No modelo brasileiro, a habitação deve ainda dividir o topo de prioridades com a profissionalização e a inserção no mercado de trabalho — medida que visa a uma maior autonomia dos atendidos. Quando questionado sobre a grande carência habitacional em todo o país (só em Porto Alegre, o déficit chega a 38,6 mil moradias), Ricardo reconheceu que a estratégia pode ser polêmica, mas deve se refletir como política para todos os públicos vulneráveis, não somente o de rua.
— Temos de avaliar resultados dos projetos que estamos iniciando e considerar custos. O que sabemos por exemplos do mundo afora é que o modelo que prioriza habitação é mais barato — afirma o coordenador da SDH.
Patrice Schuch, antropóloga da UFRGS e uma das responsáveis pela pesquisa na Capital, reforça que a população de rua reconhece a habitação com uma de suas principais lutas:
— Houve uma grande menção sobre o aluguel social, que é uma das possibilidades além do albergamento e do abrigamento dessa população.
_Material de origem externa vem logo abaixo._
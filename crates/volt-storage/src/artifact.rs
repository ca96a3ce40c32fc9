//! CSV run artifact.
//!
//! One file per run, named from the wall clock at energize time. Rows carry
//! the raw meter values; `N/A` marks a channel that did not answer and a row
//! of `ERROR` marks a tick that failed as a whole.

use chrono::{DateTime, Local};
use std::fs::{File, OpenOptions};
use std::io;
use std::path::{Path, PathBuf};
use volt_core::{Channel, TickReading};

/// Column names, in order.
pub const HEADER: [&str; 6] = [
    "Timestamp",
    "Elapsed Time (s)",
    "Voltage (V)",
    "Current (A)",
    "Power (W)",
    "Energy (Wh)",
];

/// Wall-clock format of the `Timestamp` column.
pub const TIMESTAMP_FORMAT: &str = "%Y-%m-%d %H:%M:%S%.3f";

pub const MISSING_MARKER: &str = "N/A";
pub const ERROR_MARKER: &str = "ERROR";

const FILE_PREFIX: &str = "PSU_Meter_Test_";

fn format_value(value: Option<f64>) -> String {
    match value {
        Some(v) => v.to_string(),
        None => MISSING_MARKER.to_string(),
    }
}

/// Open `dir/PSU_Meter_Test_<stamp>[_n].csv`, never reusing an existing name.
fn create_unique(dir: &Path, started: &DateTime<Local>) -> io::Result<(PathBuf, File)> {
    let stem = format!("{}{}", FILE_PREFIX, started.format("%Y%m%d_%H%M%S"));
    let mut attempt = 0u32;
    loop {
        let name = if attempt == 0 {
            format!("{stem}.csv")
        } else {
            format!("{stem}_{attempt}.csv")
        };
        let path = dir.join(name);
        match OpenOptions::new().write(true).create_new(true).open(&path) {
            Ok(file) => return Ok((path, file)),
            Err(e) if e.kind() == io::ErrorKind::AlreadyExists && attempt < 1_000 => {
                attempt += 1;
            }
            Err(e) => return Err(e),
        }
    }
}

/// Writer for the CSV artifact of one run.
pub struct CsvArtifact {
    path: PathBuf,
    writer: csv::Writer<File>,
    rows: usize,
}

impl std::fmt::Debug for CsvArtifact {
    fn fmt(&self, f: &mut std::fmt::Formatter<'_>) -> std::fmt::Result {
        f.debug_struct("CsvArtifact")
            .field("path", &self.path)
            .field("rows", &self.rows)
            .finish()
    }
}

impl CsvArtifact {
    /// Create the file in `dir` (created if missing) and write the header.
    pub fn create(dir: &Path, started: DateTime<Local>) -> io::Result<Self> {
        std::fs::create_dir_all(dir)?;
        let (path, file) = create_unique(dir, &started)?;
        let mut writer = csv::Writer::from_writer(file);
        writer.write_record(HEADER)?;
        writer.flush()?;
        tracing::info!(path = %path.display(), "run artifact created");
        Ok(Self {
            path,
            writer,
            rows: 0,
        })
    }

    pub fn path(&self) -> &Path {
        &self.path
    }

    /// Data rows written so far (header excluded).
    pub fn rows(&self) -> usize {
        self.rows
    }

    /// Append one tick and flush. Missing channels become `N/A`.
    pub fn write_reading(
        &mut self,
        at: DateTime<Local>,
        elapsed_seconds: f64,
        reading: &TickReading,
    ) -> io::Result<()> {
        let mut record = vec![
            at.format(TIMESTAMP_FORMAT).to_string(),
            format!("{:.3}", elapsed_seconds),
        ];
        record.extend(
            Channel::ALL
                .iter()
                .map(|&channel| format_value(reading.get(channel))),
        );
        self.writer.write_record(&record)?;
        self.writer.flush()?;
        self.rows += 1;
        Ok(())
    }

    /// Append a row marking the whole tick as failed.
    pub fn write_error(&mut self, at: DateTime<Local>, elapsed_seconds: f64) -> io::Result<()> {
        let record = [
            at.format(TIMESTAMP_FORMAT).to_string(),
            format!("{:.3}", elapsed_seconds),
            ERROR_MARKER.to_string(),
            ERROR_MARKER.to_string(),
            ERROR_MARKER.to_string(),
            ERROR_MARKER.to_string(),
        ];
        self.writer.write_record(&record)?;
        self.writer.flush()?;
        self.rows += 1;
        Ok(())
    }

    pub fn flush(&mut self) -> io::Result<()> {
        self.writer.flush()
    }
}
É um serviço com o qual as pessoas de situação de rua querem muito contar, mas ainda têm dificuldades como enfrentar a burocracia. O que parece é que essas alternativas precisam ser mais trabalhadas, receber mais investimentos.
A pesquisa aponta que as alternativas de habitação são demandas essenciais.
O Departamento Municipal de Habitação (Demhab) não respondeu às solicitações de ZH sobre o número de moradores de rua que são beneficiários ou aguardam na lista dos programas habitacionais. Segundo dados do Movimento Nacional da População de Rua (MNPR), 60 pessoas que vivem na rua estão desde 2010 em uma fila do Demhab para acessar ao Minha Casa, Minha Vida — número desatualizado, já que a lista foi fechada e só será reaberta após a inclusão dos primeiros inscritos. Moradores de rua que recebem aluguel social são cerca de 110, conforme o MNPR.
— Muitas pessoas não conseguem se organizar em um albergue, mas se organizariam perfeitamente em uma casa. Pelo menos uma parte dos cerca de 40 mil imóveis abandonados da cidade poderiam ser utilizados como habitação de interesse social. Isso faria com que as pessoas em situação de rua conseguissem ter uma moradia digna e, assim, liberar vagas nos abrigos, promovendo maior circulação. Mas a prefeitura não tem vontade para isso — critica o representante do MNPR.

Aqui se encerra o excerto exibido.